Work to complete: Going down the data below, set down exactly the line with "fn in_quarter(moon_value: f64, quarter: PhaseQuarter)" and each line after it through the line with "lines: impl Fn(PhaseQuarter)"; no other lines.

---- Data listing

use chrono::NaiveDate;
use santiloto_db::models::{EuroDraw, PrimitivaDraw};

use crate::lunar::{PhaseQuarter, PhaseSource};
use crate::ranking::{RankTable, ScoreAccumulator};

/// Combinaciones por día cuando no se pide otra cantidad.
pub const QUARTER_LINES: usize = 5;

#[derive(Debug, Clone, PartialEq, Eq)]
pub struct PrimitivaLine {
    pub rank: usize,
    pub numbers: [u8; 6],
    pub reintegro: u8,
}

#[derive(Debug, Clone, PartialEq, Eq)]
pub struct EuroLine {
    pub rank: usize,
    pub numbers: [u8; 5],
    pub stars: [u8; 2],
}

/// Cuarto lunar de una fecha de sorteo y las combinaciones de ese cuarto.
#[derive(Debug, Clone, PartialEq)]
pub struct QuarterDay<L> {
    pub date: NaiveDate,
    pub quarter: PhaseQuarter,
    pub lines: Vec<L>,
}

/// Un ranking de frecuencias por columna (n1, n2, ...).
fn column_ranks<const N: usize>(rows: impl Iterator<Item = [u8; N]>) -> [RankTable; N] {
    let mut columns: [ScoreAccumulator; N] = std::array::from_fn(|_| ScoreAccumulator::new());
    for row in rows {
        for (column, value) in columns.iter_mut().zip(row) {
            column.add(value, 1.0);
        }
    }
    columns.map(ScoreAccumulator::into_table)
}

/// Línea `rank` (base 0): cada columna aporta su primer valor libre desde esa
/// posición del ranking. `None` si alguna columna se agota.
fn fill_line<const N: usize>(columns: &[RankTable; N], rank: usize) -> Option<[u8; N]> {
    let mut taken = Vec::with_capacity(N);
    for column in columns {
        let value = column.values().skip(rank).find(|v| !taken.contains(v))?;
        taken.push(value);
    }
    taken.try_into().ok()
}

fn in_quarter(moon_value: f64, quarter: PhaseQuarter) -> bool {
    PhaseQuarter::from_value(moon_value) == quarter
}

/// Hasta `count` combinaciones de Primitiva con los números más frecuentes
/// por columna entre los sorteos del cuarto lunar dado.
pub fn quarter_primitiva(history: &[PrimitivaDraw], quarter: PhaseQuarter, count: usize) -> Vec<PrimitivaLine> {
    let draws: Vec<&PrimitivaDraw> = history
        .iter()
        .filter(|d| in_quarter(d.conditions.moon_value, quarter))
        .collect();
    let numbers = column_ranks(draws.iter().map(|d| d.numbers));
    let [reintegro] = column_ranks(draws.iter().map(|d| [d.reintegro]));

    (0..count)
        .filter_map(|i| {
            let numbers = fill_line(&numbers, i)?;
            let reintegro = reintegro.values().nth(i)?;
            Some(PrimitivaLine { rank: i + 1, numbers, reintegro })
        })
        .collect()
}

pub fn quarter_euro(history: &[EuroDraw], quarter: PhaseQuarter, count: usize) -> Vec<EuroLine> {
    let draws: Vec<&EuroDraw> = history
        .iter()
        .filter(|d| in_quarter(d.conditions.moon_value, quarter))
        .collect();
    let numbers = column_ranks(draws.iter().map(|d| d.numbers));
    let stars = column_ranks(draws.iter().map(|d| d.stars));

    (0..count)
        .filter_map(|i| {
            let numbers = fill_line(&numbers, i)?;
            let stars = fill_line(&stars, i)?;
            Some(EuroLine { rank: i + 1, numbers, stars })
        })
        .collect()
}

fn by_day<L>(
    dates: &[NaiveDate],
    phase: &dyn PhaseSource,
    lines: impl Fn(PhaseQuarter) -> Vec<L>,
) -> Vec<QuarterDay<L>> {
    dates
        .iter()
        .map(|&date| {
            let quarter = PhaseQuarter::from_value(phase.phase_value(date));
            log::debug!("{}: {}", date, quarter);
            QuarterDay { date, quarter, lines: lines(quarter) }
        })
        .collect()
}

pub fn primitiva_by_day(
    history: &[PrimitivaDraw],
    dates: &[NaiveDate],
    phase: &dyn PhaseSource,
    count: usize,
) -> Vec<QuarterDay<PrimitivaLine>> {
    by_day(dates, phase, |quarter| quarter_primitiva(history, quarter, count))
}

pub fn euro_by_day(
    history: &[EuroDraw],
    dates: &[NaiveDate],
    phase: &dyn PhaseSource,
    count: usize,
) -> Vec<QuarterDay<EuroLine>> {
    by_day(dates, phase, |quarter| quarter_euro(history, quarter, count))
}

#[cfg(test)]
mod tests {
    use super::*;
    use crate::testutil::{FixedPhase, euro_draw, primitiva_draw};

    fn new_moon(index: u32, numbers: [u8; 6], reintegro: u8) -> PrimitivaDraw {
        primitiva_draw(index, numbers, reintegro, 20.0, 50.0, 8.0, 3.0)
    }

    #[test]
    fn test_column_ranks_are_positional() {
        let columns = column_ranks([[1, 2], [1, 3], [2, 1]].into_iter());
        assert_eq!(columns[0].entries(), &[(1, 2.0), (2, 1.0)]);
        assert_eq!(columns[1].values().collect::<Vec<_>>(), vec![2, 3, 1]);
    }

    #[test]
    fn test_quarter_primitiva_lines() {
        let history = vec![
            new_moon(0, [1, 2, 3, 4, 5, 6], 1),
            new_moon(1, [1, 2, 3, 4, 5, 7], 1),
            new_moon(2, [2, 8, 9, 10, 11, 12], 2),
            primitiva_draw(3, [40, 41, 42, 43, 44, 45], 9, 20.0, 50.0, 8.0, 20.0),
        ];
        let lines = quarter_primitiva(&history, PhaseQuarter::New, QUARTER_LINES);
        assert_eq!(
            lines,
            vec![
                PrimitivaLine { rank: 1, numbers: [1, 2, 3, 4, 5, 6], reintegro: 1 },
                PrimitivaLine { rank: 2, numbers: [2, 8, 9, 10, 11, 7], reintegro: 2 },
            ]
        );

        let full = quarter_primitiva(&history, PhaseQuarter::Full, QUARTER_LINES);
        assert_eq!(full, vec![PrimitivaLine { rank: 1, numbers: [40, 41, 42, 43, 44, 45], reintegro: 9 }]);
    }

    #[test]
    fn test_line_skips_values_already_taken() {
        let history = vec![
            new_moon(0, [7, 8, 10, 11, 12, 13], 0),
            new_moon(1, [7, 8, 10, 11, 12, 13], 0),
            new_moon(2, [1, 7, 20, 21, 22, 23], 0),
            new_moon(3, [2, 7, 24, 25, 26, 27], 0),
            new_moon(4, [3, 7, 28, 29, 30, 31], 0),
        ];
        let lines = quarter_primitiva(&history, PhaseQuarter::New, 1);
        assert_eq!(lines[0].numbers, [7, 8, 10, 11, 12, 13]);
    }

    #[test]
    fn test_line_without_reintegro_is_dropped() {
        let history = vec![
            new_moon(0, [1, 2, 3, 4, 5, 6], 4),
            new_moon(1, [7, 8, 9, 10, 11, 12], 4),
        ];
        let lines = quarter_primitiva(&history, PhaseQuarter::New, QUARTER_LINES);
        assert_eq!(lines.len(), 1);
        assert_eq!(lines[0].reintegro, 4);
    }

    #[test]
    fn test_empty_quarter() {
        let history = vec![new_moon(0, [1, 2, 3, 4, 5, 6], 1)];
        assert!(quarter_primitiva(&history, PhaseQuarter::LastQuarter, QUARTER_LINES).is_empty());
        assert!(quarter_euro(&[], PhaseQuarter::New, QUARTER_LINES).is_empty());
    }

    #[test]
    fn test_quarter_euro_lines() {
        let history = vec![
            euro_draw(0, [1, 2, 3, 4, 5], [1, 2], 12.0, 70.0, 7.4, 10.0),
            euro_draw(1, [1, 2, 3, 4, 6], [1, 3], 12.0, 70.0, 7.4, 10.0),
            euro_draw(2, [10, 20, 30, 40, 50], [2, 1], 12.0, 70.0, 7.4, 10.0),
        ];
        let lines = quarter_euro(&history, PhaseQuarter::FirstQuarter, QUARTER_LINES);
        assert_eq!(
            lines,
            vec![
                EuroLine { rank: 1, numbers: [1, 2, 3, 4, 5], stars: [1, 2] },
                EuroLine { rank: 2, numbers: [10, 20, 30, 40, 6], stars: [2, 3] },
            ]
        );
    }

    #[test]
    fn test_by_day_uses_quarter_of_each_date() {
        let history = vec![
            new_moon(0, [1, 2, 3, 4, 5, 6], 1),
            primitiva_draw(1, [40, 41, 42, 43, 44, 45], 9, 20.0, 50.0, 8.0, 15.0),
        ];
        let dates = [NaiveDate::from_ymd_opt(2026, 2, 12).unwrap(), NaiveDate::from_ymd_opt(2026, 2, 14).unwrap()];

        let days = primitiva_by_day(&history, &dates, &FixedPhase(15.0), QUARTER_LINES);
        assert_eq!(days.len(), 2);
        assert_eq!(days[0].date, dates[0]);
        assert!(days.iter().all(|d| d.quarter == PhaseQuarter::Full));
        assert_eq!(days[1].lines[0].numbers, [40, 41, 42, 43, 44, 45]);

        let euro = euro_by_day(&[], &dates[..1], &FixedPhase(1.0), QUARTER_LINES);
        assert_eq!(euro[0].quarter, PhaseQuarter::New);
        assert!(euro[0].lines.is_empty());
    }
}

--------
---- Data listing

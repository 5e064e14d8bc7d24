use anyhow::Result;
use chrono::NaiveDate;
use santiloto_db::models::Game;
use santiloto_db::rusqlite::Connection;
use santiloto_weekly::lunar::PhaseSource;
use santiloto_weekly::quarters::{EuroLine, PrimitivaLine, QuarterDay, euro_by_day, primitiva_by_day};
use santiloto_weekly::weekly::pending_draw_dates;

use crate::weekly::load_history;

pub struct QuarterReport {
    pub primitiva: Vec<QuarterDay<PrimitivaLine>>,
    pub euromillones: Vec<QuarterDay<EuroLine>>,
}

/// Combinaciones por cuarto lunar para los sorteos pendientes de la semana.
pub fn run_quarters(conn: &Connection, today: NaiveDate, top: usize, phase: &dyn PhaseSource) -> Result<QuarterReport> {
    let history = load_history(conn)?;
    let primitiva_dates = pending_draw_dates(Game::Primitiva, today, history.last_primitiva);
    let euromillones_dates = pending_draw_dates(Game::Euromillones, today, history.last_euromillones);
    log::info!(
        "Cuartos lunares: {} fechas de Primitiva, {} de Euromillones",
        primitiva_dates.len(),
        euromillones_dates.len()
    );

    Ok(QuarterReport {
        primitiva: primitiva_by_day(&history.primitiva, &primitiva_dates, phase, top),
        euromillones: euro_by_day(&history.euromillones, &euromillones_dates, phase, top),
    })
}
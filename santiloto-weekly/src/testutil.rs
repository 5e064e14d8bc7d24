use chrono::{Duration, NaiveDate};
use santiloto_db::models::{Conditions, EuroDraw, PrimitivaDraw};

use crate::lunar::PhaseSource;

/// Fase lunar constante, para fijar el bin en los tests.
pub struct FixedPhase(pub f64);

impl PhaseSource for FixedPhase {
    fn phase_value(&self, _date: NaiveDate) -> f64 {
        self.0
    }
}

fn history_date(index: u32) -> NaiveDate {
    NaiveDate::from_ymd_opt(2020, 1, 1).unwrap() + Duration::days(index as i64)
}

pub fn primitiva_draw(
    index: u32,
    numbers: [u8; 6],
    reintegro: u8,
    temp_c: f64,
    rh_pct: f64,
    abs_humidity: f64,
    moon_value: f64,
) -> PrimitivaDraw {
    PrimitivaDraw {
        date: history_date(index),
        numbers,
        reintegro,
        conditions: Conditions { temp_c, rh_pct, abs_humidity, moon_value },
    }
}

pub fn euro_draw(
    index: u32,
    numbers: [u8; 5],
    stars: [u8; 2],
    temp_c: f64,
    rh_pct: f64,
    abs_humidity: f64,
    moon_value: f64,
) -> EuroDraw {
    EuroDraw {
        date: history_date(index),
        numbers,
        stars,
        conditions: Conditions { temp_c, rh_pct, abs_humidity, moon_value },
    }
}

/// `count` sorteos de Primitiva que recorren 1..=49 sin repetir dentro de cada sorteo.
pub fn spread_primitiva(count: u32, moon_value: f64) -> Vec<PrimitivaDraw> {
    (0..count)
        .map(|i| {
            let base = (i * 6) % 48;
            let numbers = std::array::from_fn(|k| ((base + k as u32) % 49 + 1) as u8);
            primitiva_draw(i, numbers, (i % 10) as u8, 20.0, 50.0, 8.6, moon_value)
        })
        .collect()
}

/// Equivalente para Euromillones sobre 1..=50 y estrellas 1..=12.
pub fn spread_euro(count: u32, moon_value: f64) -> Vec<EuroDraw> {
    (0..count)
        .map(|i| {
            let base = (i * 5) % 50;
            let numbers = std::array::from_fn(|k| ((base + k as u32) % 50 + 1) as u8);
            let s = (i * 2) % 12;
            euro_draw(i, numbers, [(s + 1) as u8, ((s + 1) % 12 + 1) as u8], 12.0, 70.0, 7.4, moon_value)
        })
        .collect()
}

--------

Solution to this task:
fn in_quarter(moon_value: f64, quarter: PhaseQuarter) -> bool {
    PhaseQuarter::from_value(moon_value) == quarter
}

/// Hasta `count` combinaciones de Primitiva con los números más frecuentes
/// por columna entre los sorteos del cuarto lunar dado.
pub fn quarter_primitiva(history: &[PrimitivaDraw], quarter: PhaseQuarter, count: usize) -> Vec<PrimitivaLine> {
    let draws: Vec<&PrimitivaDraw> = history
        .iter()
        .filter(|d| in_quarter(d.conditions.moon_value, quarter))
        .collect();
    let numbers = column_ranks(draws.iter().map(|d| d.numbers));
    let [reintegro] = column_ranks(draws.iter().map(|d| [d.reintegro]));

    (0..count)
        .filter_map(|i| {
            let numbers = fill_line(&numbers, i)?;
            let reintegro = reintegro.values().nth(i)?;
            Some(PrimitivaLine { rank: i + 1, numbers, reintegro })
        })
        .collect()
}

pub fn quarter_euro(history: &[EuroDraw], quarter: PhaseQuarter, count: usize) -> Vec<EuroLine> {
    let draws: Vec<&EuroDraw> = history
        .iter()
        .filter(|d| in_quarter(d.conditions.moon_value, quarter))
        .collect();
    let numbers = column_ranks(draws.iter().map(|d| d.numbers));
    let stars = column_ranks(draws.iter().map(|d| d.stars));

    (0..count)
        .filter_map(|i| {
            let numbers = fill_line(&numbers, i)?;
            let stars = fill_line(&stars, i)?;
            Some(EuroLine { rank: i + 1, numbers, stars })
        })
        .collect()
}

fn by_day<L>(
    dates: &[NaiveDate],
    phase: &dyn PhaseSource,
    lines: impl Fn(PhaseQuarter) -> Vec<L>,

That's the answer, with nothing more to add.